So, I wonder if those "sudden reboots" have something to do with multicast/broadcast announcements of UPnP?!
I put the workaround in my rc.local:
iw dev wlan_2g scan trigger freq 2437 flush >/dev/null 2>&1
It kind works, my wifi connection didnt stop anymore, for Youtube,Download,Browser is working fine. But when I'm using VPN or other specific apps they crash or disconnect every time, probably because of IW SCAN.
I think I have identify the cause of ath9k slowness. I have an GL AR300m running OpenWRT 21.02 which only have a single 2.4Ghz radio. I run iperf and the slowness shows before 3hrs on AP. This rate increases in repeater mode with the repeater losing beacon and the WiFi stack reconnects.
I think the problem is txq buffer size.
Check your physical radio for 2.4ghz , it's either phy0 or phy1
Determine your phy 2.4ghz radio iwinfo|grep -m 1 -A 10 '.*2\.4'|grep -Eo 'phy\d+$'
Check memory limit and double it. Mine was originally set at 4194304
iw phy phy0 get txq
iw phy phy0 set txq memory_limit 8388608
Don't forget to disable scan workaround if you got that running
I can confirm the below settting on a GL AR300 with 128M memory has resolved my issues.

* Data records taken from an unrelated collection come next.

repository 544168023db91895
mod app;
mod config;
mod draw;

pub use app::App;
pub use config::Config;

The above setting was testing for AP/STA. When testing for dumb AP, it dies alot quicker
so we know txq is part of the equation. I've also double the Packet limit to 16384 and currently testing
@sammo Which value do you suggest to optimize here in order to stabilize the Archer C7v2 ath9k 2.4 GHz Wifi without using the ath9k-watchdog.sh script? Ahhh silly me, phy1 is the 2.4 GHz and yes, I'll gve the 8 M memory limit a try now :-). Thank you.
ToDo for me:
iw phy phy1 set txq memory_limit 8388608
and I'll test if it is enough to set it once after startup or if it must be regularly refreshed e.g. when the adapter restarts.
To see how long the change sticks:
while(true);do clear; iw phy phy1 get txq; sleep 1; done;
UPDATE: To make the setting stick, put it in /etc/rc.local , on top for example is fine.
# Put your custom commands here that should be executed once
# the system init finished. By default this file does nothing.
/usr/sbin/iw phy phy1 set txq memory_limit 8388608
exit 0